__Recorded information__:
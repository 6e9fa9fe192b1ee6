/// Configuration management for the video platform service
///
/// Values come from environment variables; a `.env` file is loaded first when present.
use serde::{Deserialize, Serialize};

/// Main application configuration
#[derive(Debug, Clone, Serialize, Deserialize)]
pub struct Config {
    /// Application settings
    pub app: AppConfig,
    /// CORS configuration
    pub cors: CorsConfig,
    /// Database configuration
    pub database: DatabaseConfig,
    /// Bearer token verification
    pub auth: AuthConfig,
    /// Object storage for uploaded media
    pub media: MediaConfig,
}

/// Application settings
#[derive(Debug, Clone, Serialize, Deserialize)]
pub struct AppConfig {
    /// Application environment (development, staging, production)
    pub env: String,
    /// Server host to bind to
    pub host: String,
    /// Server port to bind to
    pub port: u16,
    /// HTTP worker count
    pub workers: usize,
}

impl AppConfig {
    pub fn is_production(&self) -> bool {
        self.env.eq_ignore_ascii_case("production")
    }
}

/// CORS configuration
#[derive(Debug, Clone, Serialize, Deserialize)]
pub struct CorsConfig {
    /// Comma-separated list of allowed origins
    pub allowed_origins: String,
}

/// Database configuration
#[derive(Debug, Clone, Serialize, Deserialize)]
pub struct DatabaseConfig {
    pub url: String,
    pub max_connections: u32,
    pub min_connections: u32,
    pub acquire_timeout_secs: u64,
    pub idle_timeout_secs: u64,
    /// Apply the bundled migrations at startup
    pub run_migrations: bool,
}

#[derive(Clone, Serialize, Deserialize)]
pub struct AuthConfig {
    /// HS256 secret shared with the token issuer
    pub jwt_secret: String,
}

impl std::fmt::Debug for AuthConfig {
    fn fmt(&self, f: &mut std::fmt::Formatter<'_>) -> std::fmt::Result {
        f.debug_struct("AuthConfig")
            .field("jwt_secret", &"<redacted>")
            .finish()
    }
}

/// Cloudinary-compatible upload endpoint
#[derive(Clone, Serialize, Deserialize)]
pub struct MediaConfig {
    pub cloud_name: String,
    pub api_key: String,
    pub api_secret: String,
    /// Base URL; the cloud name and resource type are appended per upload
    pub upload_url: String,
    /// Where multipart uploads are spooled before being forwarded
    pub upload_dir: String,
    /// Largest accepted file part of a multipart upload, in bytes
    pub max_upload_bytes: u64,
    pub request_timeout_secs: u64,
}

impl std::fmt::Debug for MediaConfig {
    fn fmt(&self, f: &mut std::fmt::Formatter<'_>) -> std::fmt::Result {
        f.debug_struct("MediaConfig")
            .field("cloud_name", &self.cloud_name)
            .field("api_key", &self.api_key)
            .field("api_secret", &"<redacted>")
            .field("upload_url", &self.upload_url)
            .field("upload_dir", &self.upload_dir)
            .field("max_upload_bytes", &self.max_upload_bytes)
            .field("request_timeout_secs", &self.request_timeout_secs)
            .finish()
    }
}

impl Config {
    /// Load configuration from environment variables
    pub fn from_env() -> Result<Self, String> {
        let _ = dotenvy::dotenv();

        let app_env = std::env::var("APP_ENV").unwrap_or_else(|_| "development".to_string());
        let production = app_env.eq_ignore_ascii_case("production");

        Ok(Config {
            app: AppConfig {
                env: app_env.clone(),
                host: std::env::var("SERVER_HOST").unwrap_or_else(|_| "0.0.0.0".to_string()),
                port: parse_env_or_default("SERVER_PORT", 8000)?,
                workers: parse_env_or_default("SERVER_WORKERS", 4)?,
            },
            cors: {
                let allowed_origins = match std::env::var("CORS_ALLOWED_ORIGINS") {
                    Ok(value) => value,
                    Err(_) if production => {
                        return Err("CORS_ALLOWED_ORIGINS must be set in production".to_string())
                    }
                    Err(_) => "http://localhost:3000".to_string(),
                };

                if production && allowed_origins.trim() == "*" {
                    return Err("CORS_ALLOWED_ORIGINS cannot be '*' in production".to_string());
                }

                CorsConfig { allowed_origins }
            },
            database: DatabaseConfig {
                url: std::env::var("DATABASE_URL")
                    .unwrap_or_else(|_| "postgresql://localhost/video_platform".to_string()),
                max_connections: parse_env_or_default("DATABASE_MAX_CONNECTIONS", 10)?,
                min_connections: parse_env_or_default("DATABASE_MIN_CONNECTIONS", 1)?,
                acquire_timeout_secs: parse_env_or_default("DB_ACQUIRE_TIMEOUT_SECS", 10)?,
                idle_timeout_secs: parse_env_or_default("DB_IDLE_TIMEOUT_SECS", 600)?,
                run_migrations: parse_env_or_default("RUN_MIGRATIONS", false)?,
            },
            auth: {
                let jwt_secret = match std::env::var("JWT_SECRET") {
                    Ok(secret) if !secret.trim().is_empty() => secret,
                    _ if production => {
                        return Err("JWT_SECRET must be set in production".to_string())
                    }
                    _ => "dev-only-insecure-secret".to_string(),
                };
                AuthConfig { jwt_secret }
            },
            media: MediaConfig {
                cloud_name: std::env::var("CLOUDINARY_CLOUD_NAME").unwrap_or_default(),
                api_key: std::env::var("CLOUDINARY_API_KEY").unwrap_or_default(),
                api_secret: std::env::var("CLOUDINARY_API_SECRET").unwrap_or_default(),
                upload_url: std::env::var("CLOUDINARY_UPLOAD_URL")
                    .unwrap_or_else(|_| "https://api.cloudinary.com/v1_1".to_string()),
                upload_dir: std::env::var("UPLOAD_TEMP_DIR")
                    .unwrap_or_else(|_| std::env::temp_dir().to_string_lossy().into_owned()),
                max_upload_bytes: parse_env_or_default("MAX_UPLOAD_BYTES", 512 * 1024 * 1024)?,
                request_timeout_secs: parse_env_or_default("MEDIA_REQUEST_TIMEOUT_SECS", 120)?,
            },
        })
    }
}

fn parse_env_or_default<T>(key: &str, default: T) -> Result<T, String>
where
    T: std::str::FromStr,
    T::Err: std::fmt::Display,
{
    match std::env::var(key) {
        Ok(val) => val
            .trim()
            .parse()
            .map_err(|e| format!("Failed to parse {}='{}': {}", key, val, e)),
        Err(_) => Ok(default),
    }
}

__Task prompt__: Give back each entry above precisely as it was written.

__Reply to the exercise__:
repository 6e9fa9fe192b1ee6
/// Configuration management for the video platform service
///
/// Values come from environment variables; a `.env` file is loaded first when present.
use serde::{Deserialize, Serialize};

/// Main application configuration
#[derive(Debug, Clone, Serialize, Deserialize)]
pub struct Config {
    /// Application settings
    pub app: AppConfig,
    /// CORS configuration
    pub cors: CorsConfig,
    /// Database configuration
    pub database: DatabaseConfig,
    /// Bearer token verification
    pub auth: AuthConfig,
    /// Object storage for uploaded media
    pub media: MediaConfig,
}

/// Application settings
#[derive(Debug, Clone, Serialize, Deserialize)]
pub struct AppConfig {
    /// Application environment (development, staging, production)
    pub env: String,
    /// Server host to bind to
    pub host: String,
    /// Server port to bind to
    pub port: u16,
    /// HTTP worker count
    pub workers: usize,
}

impl AppConfig {
    pub fn is_production(&self) -> bool {
        self.env.eq_ignore_ascii_case("production")
    }
}

/// CORS configuration
#[derive(Debug, Clone, Serialize, Deserialize)]
pub struct CorsConfig {
    /// Comma-separated list of allowed origins
    pub allowed_origins: String,
}

/// Database configuration
#[derive(Debug, Clone, Serialize, Deserialize)]
pub struct DatabaseConfig {
    pub url: String,
    pub max_connections: u32,
    pub min_connections: u32,
    pub acquire_timeout_secs: u64,
    pub idle_timeout_secs: u64,
    /// Apply the bundled migrations at startup
    pub run_migrations: bool,
}

#[derive(Clone, Serialize, Deserialize)]
pub struct AuthConfig {
    /// HS256 secret shared with the token issuer
    pub jwt_secret: String,
}

impl std::fmt::Debug for AuthConfig {
    fn fmt(&self, f: &mut std::fmt::Formatter<'_>) -> std::fmt::Result {
        f.debug_struct("AuthConfig")
            .field("jwt_secret", &"<redacted>")
            .finish()
    }
}

/// Cloudinary-compatible upload endpoint
#[derive(Clone, Serialize, Deserialize)]
pub struct MediaConfig {
    pub cloud_name: String,
    pub api_key: String,
    pub api_secret: String,
    /// Base URL; the cloud name and resource type are appended per upload
    pub upload_url: String,
    /// Where multipart uploads are spooled before being forwarded
    pub upload_dir: String,
    /// Largest accepted file part of a multipart upload, in bytes
    pub max_upload_bytes: u64,
    pub request_timeout_secs: u64,
}

impl std::fmt::Debug for MediaConfig {
    fn fmt(&self, f: &mut std::fmt::Formatter<'_>) -> std::fmt::Result {
        f.debug_struct("MediaConfig")
            .field("cloud_name", &self.cloud_name)
            .field("api_key", &self.api_key)
            .field("api_secret", &"<redacted>")
            .field("upload_url", &self.upload_url)
            .field("upload_dir", &self.upload_dir)
            .field("max_upload_bytes", &self.max_upload_bytes)
            .field("request_timeout_secs", &self.request_timeout_secs)
            .finish()
    }
}

impl Config {
    /// Load configuration from environment variables
    pub fn from_env() -> Result<Self, String> {
        let _ = dotenvy::dotenv();

        let app_env = std::env::var("APP_ENV").unwrap_or_else(|_| "development".to_string());
        let production = app_env.eq_ignore_ascii_case("production");

        Ok(Config {
            app: AppConfig {
                env: app_env.clone(),
                host: std::env::var("SERVER_HOST").unwrap_or_else(|_| "0.0.0.0".to_string()),
                port: parse_env_or_default("SERVER_PORT", 8000)?,
                workers: parse_env_or_default("SERVER_WORKERS", 4)?,
            },
            cors: {
                let allowed_origins = match std::env::var("CORS_ALLOWED_ORIGINS") {
                    Ok(value) => value,
                    Err(_) if production => {
                        return Err("CORS_ALLOWED_ORIGINS must be set in production".to_string())
                    }
                    Err(_) => "http://localhost:3000".to_string(),
                };

                if production && allowed_origins.trim() == "*" {
                    return Err("CORS_ALLOWED_ORIGINS cannot be '*' in production".to_string());
                }

                CorsConfig { allowed_origins }
            },
            database: DatabaseConfig {
                url: std::env::var("DATABASE_URL")
                    .unwrap_or_else(|_| "postgresql://localhost/video_platform".to_string()),
                max_connections: parse_env_or_default("DATABASE_MAX_CONNECTIONS", 10)?,
                min_connections: parse_env_or_default("DATABASE_MIN_CONNECTIONS", 1)?,
                acquire_timeout_secs: parse_env_or_default("DB_ACQUIRE_TIMEOUT_SECS", 10)?,
                idle_timeout_secs: parse_env_or_default("DB_IDLE_TIMEOUT_SECS", 600)?,
                run_migrations: parse_env_or_default("RUN_MIGRATIONS", false)?,
            },
            auth: {
                let jwt_secret = match std::env::var("JWT_SECRET") {
                    Ok(secret) if !secret.trim().is_empty() => secret,
                    _ if production => {
                        return Err("JWT_SECRET must be set in production".to_string())
                    }
                    _ => "dev-only-insecure-secret".to_string(),
                };
                AuthConfig { jwt_secret }
            },
            media: MediaConfig {
                cloud_name: std::env::var("CLOUDINARY_CLOUD_NAME").unwrap_or_default(),
                api_key: std::env::var("CLOUDINARY_API_KEY").unwrap_or_default(),
                api_secret: std::env::var("CLOUDINARY_API_SECRET").unwrap_or_default(),
                upload_url: std::env::var("CLOUDINARY_UPLOAD_URL")
                    .unwrap_or_else(|_| "https://api.cloudinary.com/v1_1".to_string()),
                upload_dir: std::env::var("UPLOAD_TEMP_DIR")
                    .unwrap_or_else(|_| std::env::temp_dir().to_string_lossy().into_owned()),
                max_upload_bytes: parse_env_or_default("MAX_UPLOAD_BYTES", 512 * 1024 * 1024)?,
                request_timeout_secs: parse_env_or_default("MEDIA_REQUEST_TIMEOUT_SECS", 120)?,
            },
        })
    }
}

fn parse_env_or_default<T>(key: &str, default: T) -> Result<T, String>
where
    T: std::str::FromStr,
    T::Err: std::fmt::Display,
{
    match std::env::var(key) {
        Ok(val) => val
            .trim()
            .parse()
            .map_err(|e| format!("Failed to parse {}='{}': {}", key, val, e)),
        Err(_) => Ok(default),
    }
}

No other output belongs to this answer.